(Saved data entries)
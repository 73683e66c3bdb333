//! Initialization functions for tracing

use anyhow::Result;
use std::fs::OpenOptions;
use tracing_subscriber::{EnvFilter, layer::SubscriberExt, util::SubscriberInitExt};

use crate::tracing::config::InstrumentationConfig;

/// Initialize tracing with the given configuration
///
/// Console output goes to stderr so command output on stdout stays clean.
/// `RUST_LOG` takes precedence over the configured level.
pub fn init_tracing(config: &InstrumentationConfig) -> Result<()> {
    let env_filter = EnvFilter::try_from_default_env()
        .or_else(|_| EnvFilter::try_new(config.default_directive()))
        .unwrap_or_else(|_| EnvFilter::new("info"));

    let console_layer = tracing_subscriber::fmt::layer()
        .with_writer(std::io::stderr)
        .with_target(true)
        .with_ansi(config.ansi);

    let file_layer = match &config.log_file {
        Some(path) => {
            if let Some(parent) = path.parent() {
                std::fs::create_dir_all(parent)?;
            }
            let log_file = OpenOptions::new().create(true).append(true).open(path)?;
            Some(
                tracing_subscriber::fmt::layer()
                    .with_writer(log_file)
                    .with_ansi(false),
            )
        }
        None => None,
    };

    tracing_subscriber::registry()
        .with(env_filter)
        .with(console_layer)
        .with(file_layer)
        .try_init()?;

    tracing::debug!(service = %config.service_name, "tracing initialized");
    Ok(())
}
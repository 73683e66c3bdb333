//! Request descriptors and per-call pipeline options

use super::{ClientError, TransportError};
use bytes::Bytes;
use konata_core::AuthVariant;
use reqwest::Method;
use reqwest::header::{AUTHORIZATION, CONTENT_TYPE, HeaderMap, HeaderName, HeaderValue};
use serde::Serialize;
use serde_json::Value as JsonValue;
use std::path::Path;
use std::time::Duration;
use tokio_util::sync::CancellationToken;

/// File attached to a multipart upload
#[derive(Debug, Clone)]
pub struct FilePart {
    pub file_name: String,
    pub content_type: Option<String>,
    pub bytes: Bytes,
}

impl FilePart {
    /// Create a file part from in-memory bytes
    pub fn new(file_name: impl Into<String>, bytes: impl Into<Bytes>) -> Self {
        Self {
            file_name: file_name.into(),
            content_type: None,
            bytes: bytes.into(),
        }
    }

    /// Set the MIME type sent for the part
    #[must_use]
    pub fn with_content_type(mut self, content_type: impl Into<String>) -> Self {
        self.content_type = Some(content_type.into());
        self
    }

    /// Read a file from disk, naming the part after the file
    pub async fn from_path(path: impl AsRef<Path>) -> std::io::Result<Self> {
        let path = path.as_ref();
        let bytes = tokio::fs::read(path).await?;
        let file_name = path
            .file_name()
            .map_or_else(|| "upload".to_string(), |name| name.to_string_lossy().into_owned());
        Ok(Self::new(file_name, bytes))
    }
}

/// Multipart form: one file field plus plain string fields
#[derive(Debug, Clone)]
pub struct MultipartPayload {
    pub field_name: String,
    pub file: FilePart,
    pub fields: Vec<(String, String)>,
}

impl MultipartPayload {
    pub(crate) fn to_form(&self) -> Result<reqwest::multipart::Form, TransportError> {
        let mut part =
            reqwest::multipart::Part::bytes(self.file.bytes.to_vec()).file_name(self.file.file_name.clone());
        if let Some(content_type) = &self.file.content_type {
            part = part
                .mime_str(content_type)
                .map_err(|err| TransportError::Other(err.to_string()))?;
        }

        let form = self.fields.iter().fold(
            reqwest::multipart::Form::new().part(self.field_name.clone(), part),
            |form, (key, value)| form.text(key.clone(), value.clone()),
        );
        Ok(form)
    }
}

/// Request payload
#[derive(Debug, Clone, Default)]
pub enum RequestBody {
    #[default]
    Empty,
    Json(JsonValue),
    Multipart(MultipartPayload),
}

/// Everything needed to issue (and re-issue) one backend call
#[derive(Debug, Clone)]
pub struct RequestDescriptor {
    pub method: Method,
    pub endpoint: String,
    pub body: RequestBody,
    pub headers: HeaderMap,
}

impl RequestDescriptor {
    /// Create a descriptor without a body
    pub fn new(method: Method, endpoint: impl Into<String>) -> Self {
        Self {
            method,
            endpoint: endpoint.into(),
            body: RequestBody::Empty,
            headers: HeaderMap::new(),
        }
    }

    pub fn get(endpoint: impl Into<String>) -> Self {
        Self::new(Method::GET, endpoint)
    }

    pub fn post(endpoint: impl Into<String>) -> Self {
        Self::new(Method::POST, endpoint)
    }

    pub fn put(endpoint: impl Into<String>) -> Self {
        Self::new(Method::PUT, endpoint)
    }

    pub fn patch(endpoint: impl Into<String>) -> Self {
        Self::new(Method::PATCH, endpoint)
    }

    pub fn delete(endpoint: impl Into<String>) -> Self {
        Self::new(Method::DELETE, endpoint)
    }

    /// Attach a JSON body
    pub fn json<B: Serialize + ?Sized>(mut self, body: &B) -> Result<Self, ClientError> {
        self.body = RequestBody::Json(serde_json::to_value(body)?);
        Ok(self)
    }

    /// Attach a multipart body
    #[must_use]
    pub fn multipart(mut self, payload: MultipartPayload) -> Self {
        self.body = RequestBody::Multipart(payload);
        self
    }

    /// Add a header override
    #[must_use]
    pub fn header(mut self, name: HeaderName, value: HeaderValue) -> Self {
        self.headers.insert(name, value);
        self
    }

    /// JSON body, if any
    pub const fn json_body(&self) -> Option<&JsonValue> {
        match &self.body {
            RequestBody::Json(value) => Some(value),
            _ => None,
        }
    }

    /// Headers sent on the wire: caller overrides, JSON content type, credential
    pub(crate) fn wire_headers(
        &self,
        token: Option<&str>,
        variant: AuthVariant,
    ) -> Result<HeaderMap, ClientError> {
        let mut headers = self.headers.clone();

        if matches!(self.body, RequestBody::Json(_)) && !headers.contains_key(CONTENT_TYPE) {
            headers.insert(CONTENT_TYPE, HeaderValue::from_static("application/json"));
        }

        if let Some(token) = token {
            let mut value = HeaderValue::from_str(&authorization_value(token, variant))
                .map_err(|_| {
                    ClientError::Configuration("stored token is not a valid header value".into())
                })?;
            value.set_sensitive(true);
            headers.insert(AUTHORIZATION, value);
        }

        Ok(headers)
    }
}

/// Per-call pipeline options
#[derive(Debug, Clone, Default)]
pub struct RequestMeta {
    /// This call is the retry after a successful refresh
    pub refreshed: bool,
    /// Header rendering override; the client default applies when `None`
    pub auth_variant: Option<AuthVariant>,
    /// Never clear the stored token when this call fails with 401
    pub suppress_auth_clear: bool,
    /// Never start a token refresh for this call
    pub skip_refresh: bool,
    /// Deadline override for this call
    pub timeout: Option<Duration>,
    /// Cancels the call (and any refresh/validation it triggers)
    pub cancel: Option<CancellationToken>,
}

impl RequestMeta {
    pub fn new() -> Self {
        Self::default()
    }

    /// Options for calls that maintain the credential itself (refresh, validate)
    pub fn unattended() -> Self {
        Self {
            suppress_auth_clear: true,
            skip_refresh: true,
            ..Self::default()
        }
    }

    #[must_use]
    pub const fn with_auth_variant(mut self, variant: AuthVariant) -> Self {
        self.auth_variant = Some(variant);
        self
    }

    #[must_use]
    pub const fn suppress_auth_clear(mut self) -> Self {
        self.suppress_auth_clear = true;
        self
    }

    #[must_use]
    pub const fn skip_refresh(mut self) -> Self {
        self.skip_refresh = true;
        self
    }

    #[must_use]
    pub const fn with_timeout(mut self, timeout: Duration) -> Self {
        self.timeout = Some(timeout);
        self
    }

    #[must_use]
    pub fn with_cancellation(mut self, token: CancellationToken) -> Self {
        self.cancel = Some(token);
        self
    }
}

/// Strip a leading `Bearer` scheme (any casing) followed by whitespace
fn strip_bearer_prefix(token: &str) -> Option<&str> {
    let (scheme, rest) = token.split_at_checked("Bearer".len())?;
    if scheme.eq_ignore_ascii_case("bearer") && rest.starts_with(char::is_whitespace) {
        Some(rest.trim_start())
    } else {
        None
    }
}

/// Render the `Authorization` header value for a stored token
///
/// Never double-prefixes: a token that already carries a `Bearer` scheme is
/// sent as-is in the bearer variant and stripped in the raw variant.
pub fn authorization_value(token: &str, variant: AuthVariant) -> String {
    let trimmed = token.trim();
    match (variant, strip_bearer_prefix(trimmed)) {
        (AuthVariant::Raw, Some(bare)) => bare.trim().to_string(),
        (AuthVariant::Raw, None) | (AuthVariant::Bearer, Some(_)) => trimmed.to_string(),
        (AuthVariant::Bearer, None) => format!("Bearer {trimmed}"),
    }
}

#[cfg(test)]
mod tests {
    use super::*;

    #[test]
    fn test_bearer_variant_adds_prefix() {
        assert_eq!(
            authorization_value("abc123", AuthVariant::Bearer),
            "Bearer abc123"
        );
        assert_eq!(
            authorization_value("  abc123 \n", AuthVariant::Bearer),
            "Bearer abc123"
        );
    }

    #[test]
    fn test_bearer_variant_never_double_prefixes() {
        for token in ["Bearer abc123", "bearer abc123", "BEARER\tabc123"] {
            let value = authorization_value(token, AuthVariant::Bearer);
            assert_eq!(value, token);
            assert_eq!(value.to_ascii_lowercase().matches("bearer").count(), 1);
        }
    }

    #[test]
    fn test_raw_variant_strips_prefix() {
        assert_eq!(authorization_value("Bearer abc123", AuthVariant::Raw), "abc123");
        assert_eq!(authorization_value("bEaReR   abc123", AuthVariant::Raw), "abc123");
        assert_eq!(authorization_value("abc123", AuthVariant::Raw), "abc123");
    }

    #[test]
    fn test_token_starting_with_bearer_word_is_not_a_prefix() {
        assert_eq!(
            authorization_value("bearerish-token", AuthVariant::Bearer),
            "Bearer bearerish-token"
        );
    }

    #[test]
    fn test_wire_headers_json_body() {
        let descriptor = RequestDescriptor::post("/posts")
            .json(&serde_json::json!({"title": "Hello"}))
            .unwrap();
        let headers = descriptor
            .wire_headers(Some("tok"), AuthVariant::Bearer)
            .unwrap();
        assert_eq!(headers[CONTENT_TYPE], "application/json");
        assert_eq!(headers[AUTHORIZATION], "Bearer tok");
    }

    #[test]
    fn test_wire_headers_respects_caller_content_type() {
        let descriptor = RequestDescriptor::put("/settings")
            .json(&serde_json::json!({}))
            .unwrap()
            .header(CONTENT_TYPE, HeaderValue::from_static("application/merge-patch+json"));
        let headers = descriptor.wire_headers(None, AuthVariant::Bearer).unwrap();
        assert_eq!(headers[CONTENT_TYPE], "application/merge-patch+json");
        assert!(!headers.contains_key(AUTHORIZATION));
    }

    #[test]
    fn test_wire_headers_skip_content_type_for_multipart_and_empty() {
        let payload = MultipartPayload {
            field_name: "file".into(),
            file: FilePart::new("a.txt", "hello"),
            fields: vec![],
        };
        let upload = RequestDescriptor::post("/media/upload").multipart(payload);
        assert!(
            !upload
                .wire_headers(None, AuthVariant::Bearer)
                .unwrap()
                .contains_key(CONTENT_TYPE)
        );

        let get = RequestDescriptor::get("/tags");
        assert!(
            !get.wire_headers(None, AuthVariant::Bearer)
                .unwrap()
                .contains_key(CONTENT_TYPE)
        );
    }
}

* Prompt: The lines to retype run from the start of the entries through the line containing "the configured level."; reproduce them exactly and add nothing.

* The answer:
repository 73683e66c3bdb333
//! Initialization functions for tracing

use anyhow::Result;
use std::fs::OpenOptions;
use tracing_subscriber::{EnvFilter, layer::SubscriberExt, util::SubscriberInitExt};

use crate::tracing::config::InstrumentationConfig;

/// Initialize tracing with the given configuration
///
/// Console output goes to stderr so command output on stdout stays clean.
/// `RUST_LOG` takes precedence over the configured level.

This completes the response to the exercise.